Output the data as it stands. Each line must match exactly.

=======

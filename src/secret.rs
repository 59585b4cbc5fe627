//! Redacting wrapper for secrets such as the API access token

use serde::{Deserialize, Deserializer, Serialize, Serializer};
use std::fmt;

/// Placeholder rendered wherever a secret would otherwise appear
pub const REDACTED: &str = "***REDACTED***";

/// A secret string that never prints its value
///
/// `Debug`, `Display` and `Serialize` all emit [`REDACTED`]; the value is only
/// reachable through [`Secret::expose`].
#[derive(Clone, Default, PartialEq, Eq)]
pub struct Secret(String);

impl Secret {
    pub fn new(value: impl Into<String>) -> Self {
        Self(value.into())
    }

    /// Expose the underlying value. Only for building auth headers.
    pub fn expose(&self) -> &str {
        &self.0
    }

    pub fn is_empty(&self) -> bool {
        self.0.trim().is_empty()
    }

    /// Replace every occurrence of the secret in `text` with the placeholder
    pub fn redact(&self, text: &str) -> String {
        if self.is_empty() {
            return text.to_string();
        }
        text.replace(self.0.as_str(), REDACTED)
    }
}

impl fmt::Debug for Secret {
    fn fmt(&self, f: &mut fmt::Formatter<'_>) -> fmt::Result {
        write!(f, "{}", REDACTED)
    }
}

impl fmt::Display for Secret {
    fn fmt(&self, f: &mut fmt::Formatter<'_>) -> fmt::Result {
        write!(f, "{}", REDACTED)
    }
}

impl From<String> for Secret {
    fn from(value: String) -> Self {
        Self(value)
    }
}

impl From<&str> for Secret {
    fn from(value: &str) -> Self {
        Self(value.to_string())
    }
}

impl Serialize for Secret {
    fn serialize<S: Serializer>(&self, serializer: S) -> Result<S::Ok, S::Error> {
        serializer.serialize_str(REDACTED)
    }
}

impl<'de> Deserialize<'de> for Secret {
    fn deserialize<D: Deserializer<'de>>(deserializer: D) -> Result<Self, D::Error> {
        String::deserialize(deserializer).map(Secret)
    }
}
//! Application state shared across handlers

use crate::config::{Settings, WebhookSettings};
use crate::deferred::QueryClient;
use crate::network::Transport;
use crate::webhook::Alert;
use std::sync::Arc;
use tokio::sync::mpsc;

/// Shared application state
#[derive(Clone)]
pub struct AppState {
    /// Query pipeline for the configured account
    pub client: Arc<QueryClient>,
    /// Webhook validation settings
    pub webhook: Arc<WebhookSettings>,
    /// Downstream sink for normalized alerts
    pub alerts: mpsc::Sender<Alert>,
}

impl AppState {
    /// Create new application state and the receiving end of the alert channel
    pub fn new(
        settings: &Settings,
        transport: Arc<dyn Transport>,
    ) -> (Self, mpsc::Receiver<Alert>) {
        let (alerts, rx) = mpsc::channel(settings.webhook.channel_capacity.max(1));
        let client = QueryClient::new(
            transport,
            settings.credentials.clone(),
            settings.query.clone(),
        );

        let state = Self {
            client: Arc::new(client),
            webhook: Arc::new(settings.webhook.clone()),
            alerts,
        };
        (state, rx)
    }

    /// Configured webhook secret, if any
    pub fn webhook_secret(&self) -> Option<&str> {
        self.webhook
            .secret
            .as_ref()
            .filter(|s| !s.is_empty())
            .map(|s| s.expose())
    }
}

=======

## RESPONSE
filename src/secret.rs
repository 59585b4cbc5fe627
//! Redacting wrapper for secrets such as the API access token

use serde::{Deserialize, Deserializer, Serialize, Serializer};
use std::fmt;

/// Placeholder rendered wherever a secret would otherwise appear
pub const REDACTED: &str = "***REDACTED***";

/// A secret string that never prints its value
///
/// `Debug`, `Display` and `Serialize` all emit [`REDACTED`]; the value is only
/// reachable through [`Secret::expose`].
#[derive(Clone, Default, PartialEq, Eq)]
pub struct Secret(String);

impl Secret {
    pub fn new(value: impl Into<String>) -> Self {
        Self(value.into())
    }

    /// Expose the underlying value. Only for building auth headers.
    pub fn expose(&self) -> &str {
        &self.0
    }

    pub fn is_empty(&self) -> bool {
        self.0.trim().is_empty()
    }

    /// Replace every occurrence of the secret in `text` with the placeholder
    pub fn redact(&self, text: &str) -> String {
        if self.is_empty() {
            return text.to_string();
        }
        text.replace(self.0.as_str(), REDACTED)
    }
}

impl fmt::Debug for Secret {
    fn fmt(&self, f: &mut fmt::Formatter<'_>) -> fmt::Result {
        write!(f, "{}", REDACTED)
    }
}

impl fmt::Display for Secret {
    fn fmt(&self, f: &mut fmt::Formatter<'_>) -> fmt::Result {
        write!(f, "{}", REDACTED)
    }
}

impl From<String> for Secret {
    fn from(value: String) -> Self {
        Self(value)
    }
}

impl From<&str> for Secret {
    fn from(value: &str) -> Self {
        Self(value.to_string())
    }
}

impl Serialize for Secret {
    fn serialize<S: Serializer>(&self, serializer: S) -> Result<S::Ok, S::Error> {
        serializer.serialize_str(REDACTED)
    }
}

impl<'de> Deserialize<'de> for Secret {
    fn deserialize<D: Deserializer<'de>>(deserializer: D) -> Result<Self, D::Error> {
        String::deserialize(deserializer).map(Secret)
    }
}
//! Application state shared across handlers

use crate::config::{Settings, WebhookSettings};
use crate::deferred::QueryClient;
use crate::network::Transport;
use crate::webhook::Alert;
use std::sync::Arc;
use tokio::sync::mpsc;

/// Shared application state
#[derive(Clone)]
pub struct AppState {
    /// Query pipeline for the configured account
    pub client: Arc<QueryClient>,
    /// Webhook validation settings
    pub webhook: Arc<WebhookSettings>,
    /// Downstream sink for normalized alerts
    pub alerts: mpsc::Sender<Alert>,
}

impl AppState {
    /// Create new application state and the receiving end of the alert channel
    pub fn new(
        settings: &Settings,
        transport: Arc<dyn Transport>,
    ) -> (Self, mpsc::Receiver<Alert>) {
        let (alerts, rx) = mpsc::channel(settings.webhook.channel_capacity.max(1));
        let client = QueryClient::new(
            transport,
            settings.credentials.clone(),
            settings.query.clone(),
        );

        let state = Self {
            client: Arc::new(client),
            webhook: Arc::new(settings.webhook.clone()),
            alerts,
        };
        (state, rx)
    }

    /// Configured webhook secret, if any
    pub fn webhook_secret(&self) -> Option<&str> {
        self.webhook
            .secret
            .as_ref()
            .filter(|s| !s.is_empty())
            .map(|s| s.expose())
    }
}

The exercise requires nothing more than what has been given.